Служивому нашему семейству ни Астарта, ни Зевс не даровали от щедрот своих ни бабок, ни блата. Потомок мелких негоциантов в тридесятом колене, я от природы тяготел к макрокосму мировой культуры. Окутывавший меня с пелен несносный диалект вызывал мучительную слуховую изжогу. Но язык подгнившей империи, в его сердцевинном элитном изводе, оставался недосягаем все годы моего беспросветного житья на периферии.
О зачем, скажи, Садовник, ты сделал меня жертвой мичуринского учения? Вегетативное скрещивание не пошло на пользу моей подопытной ментальности.

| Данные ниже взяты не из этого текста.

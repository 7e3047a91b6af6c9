//! Attendance Ledger CLI Application
//!
//! A command-line interface for operating a ledger instance.

use attendance_ledger::cli::{self, AppState, AttendanceQuery};
use attendance_ledger::storage::StorageConfig;
use clap::{Parser, Subcommand};
use std::path::PathBuf;

#[derive(Parser)]
#[command(name = "attendance-ledger")]
#[command(version = "0.1.0")]
#[command(about = "A proof-of-work ledger for student registration and attendance", long_about = None)]
struct Cli {
    /// Data directory for ledger storage
    #[arg(short, long, default_value = ".ledger_data")]
    data_dir: PathBuf,

    /// Ledger instance name (instances share a data directory)
    #[arg(short, long, default_value = "main")]
    name: String,

    #[command(subcommand)]
    command: Commands,
}

#[derive(Subcommand)]
enum Commands {
    /// Initialize a new ledger
    Init,

    /// Mine new blocks
    Mine {
        /// Address receiving rewards and fees
        #[arg(short, long)]
        address: String,

        /// Number of blocks to mine
        #[arg(short, long, default_value = "1")]
        count: u32,

        /// Hash attempts per block before giving up
        #[arg(short, long, default_value = "100000000")]
        max_attempts: u64,
    },

    /// Wallet operations
    Wallet {
        #[command(subcommand)]
        action: WalletCommands,
    },

    /// Send coins to an address
    Send {
        /// Sender's wallet address
        #[arg(short, long)]
        from: String,

        /// Recipient's address
        #[arg(short, long)]
        to: String,

        /// Amount to send
        #[arg(short, long)]
        amount: u64,
    },

    /// Register a wallet's key as a student id
    Register {
        /// Wallet address
        #[arg(short, long)]
        wallet: String,

        /// Student id to bind
        #[arg(short, long)]
        student_id: String,
    },

    /// Record attendance at an event
    Attend {
        /// Wallet address of the registered student
        #[arg(short, long)]
        wallet: String,

        #[arg(short, long)]
        student_id: String,

        #[arg(short, long)]
        event_id: String,

        /// Event time in seconds (defaults to now)
        #[arg(short, long)]
        time_stamp: Option<i64>,
    },

    /// Query attendance records
    Attendance {
        #[arg(long)]
        student_id: Option<String>,

        #[arg(long)]
        event_id: Option<String>,

        #[arg(long)]
        address: Option<String>,

        /// Earliest time stamp (inclusive)
        #[arg(long)]
        from: Option<i64>,

        /// Latest time stamp (inclusive)
        #[arg(long)]
        to: Option<i64>,
    },

    /// Display ledger information
    Chain {
        #[command(subcommand)]
        action: Option<ChainCommands>,
    },

    /// Show pending transactions
    Pending,

    /// Validate the ledger
    Validate,

    /// Export blocks to file
    Export {
        /// Output file path
        #[arg(short, long)]
        output: PathBuf,
    },

    /// Replace the chain with blocks from file if they carry more work
    Import {
        /// Input file path
        #[arg(short, long)]
        input: PathBuf,
    },
}

#[derive(Subcommand)]
enum WalletCommands {
    /// Create a new wallet
    New {
        /// Optional label for the wallet
        #[arg(short, long)]
        label: Option<String>,
    },

    /// List all wallets
    List,

    /// Show wallet balance
    Balance {
        /// Wallet address
        #[arg(short, long)]
        address: String,
    },
}

#[derive(Subcommand)]
enum ChainCommands {
    /// Show detailed info
    Info,

    /// List recent blocks
    Blocks {
        /// Number of blocks to show
        #[arg(short, long, default_value = "10")]
        count: usize,
    },
}

fn main() -> Result<(), Box<dyn std::error::Error>> {
    // Initialize logger
    env_logger::Builder::from_env(env_logger::Env::default().default_filter_or("info")).init();

    let cli = Cli::parse();
    let config = StorageConfig {
        data_dir: cli.data_dir,
        instance_name: cli.name,
    };

    let state = AppState::new(config)?;

    match cli.command {
        Commands::Init => {
            cli::cmd_init(&state)?;
        }

        Commands::Mine {
            address,
            count,
            max_attempts,
        } => {
            cli::cmd_mine(&state, &address, count, max_attempts)?;
        }

        Commands::Wallet { action } => match action {
            WalletCommands::New { label } => {
                cli::cmd_wallet_new(&state, label.as_deref())?;
            }
            WalletCommands::List => {
                cli::cmd_wallet_list(&state)?;
            }
            WalletCommands::Balance { address } => {
                cli::cmd_wallet_balance(&state, &address)?;
            }
        },

        Commands::Send { from, to, amount } => {
            cli::cmd_send(&state, &from, &to, amount)?;
        }

        Commands::Register { wallet, student_id } => {
            cli::cmd_register(&state, &wallet, &student_id)?;
        }

        Commands::Attend {
            wallet,
            student_id,
            event_id,
            time_stamp,
        } => {
            cli::cmd_attend(&state, &wallet, &student_id, &event_id, time_stamp)?;
        }

        Commands::Attendance {
            student_id,
            event_id,
            address,
            from,
            to,
        } => {
            let query = AttendanceQuery {
                student_id: student_id.as_deref(),
                event_id: event_id.as_deref(),
                address: address.as_deref(),
                from,
                to,
            };
            cli::cmd_attendance(&state, query)?;
        }

        Commands::Chain { action } => match action {
            None | Some(ChainCommands::Info) => {
                cli::cmd_chain_info(&state)?;
            }
            Some(ChainCommands::Blocks { count }) => {
                cli::cmd_chain_blocks(&state, count)?;
            }
        },

        Commands::Pending => {
            cli::cmd_pending(&state)?;
        }

        Commands::Validate => {
            cli::cmd_validate(&state)?;
        }

        Commands::Export { output } => {
            cli::cmd_export(&state, &output)?;
        }

        Commands::Import { input } => {
            cli::cmd_import(&state, &input)?;
        }
    }

    Ok(())
}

Прививая завязь орхидеи к стеблю одуванчика – полагал ли Ты, что она примется в каверне буерака?! Или тут сработала незапрограммированная мутация – в память об Антоне Павловиче ее можно было бы назвать «таганрогским эффектом»: тот, кому Ты заранее уготовил скромную участь прораба, возомнил о себе нивесть что и самонадеянно подался во властители дум?..
В тот момент, как мне кажется, я подсознательно подражал Долохову – забулдыге гусару из толстовской эпопеи. Не исключен и рецидив полупрофессионального циркачества: при щекочущем нервы отсутствии страховочной лонжи. Так или иначе, а провисел я недолго: не стремясь составить конкуренцию новогодним гирляндам. Глотнув адреналину, лихо кувыркнулся обратно, в домашнее тепло. Бабушкину заботливо обмахивали со всех сторон: платя сценой за сцену, она хлопнулась в обморок.
…Возвращаясь в затхлое логово, я одиноко свертывался калачиком. Соседа моего, Хворостова, обычно где-то носило. Тамбовский бормотун бросал якорь в одной из наших злачных гаваней. Постучавшись к кому-нибудь, он сосредоточенно скреб свою раннюю плешь, затем тюфяком плюхался на скрипучие пружины – чтобы так же резко с них вскочить уже глубоко заполночь. Мне он все уши прожужжал про свою землячку Марину Кудимову – раешную кликушу из евтушенковской опричнины. Андрюха поверял ей когда-то свои первые непроваренные опусы.
– До чего ж они с Зоркой похожи: обе страхолюдины! – восхищенно причмокивал языком взъерошенный недотыкомка.
Мария Зоркая читала нам курс по средневековью. «Беовульф», «Кудруна», Вольфрам фон Эшенбах – она сыпала именами как из рукава. От нее я впервые услыхал об Иоганне Рейхлине, немецком юдофиле, изучавшем каббалу и составившем грамматику иврита еще в эпоху Колумба.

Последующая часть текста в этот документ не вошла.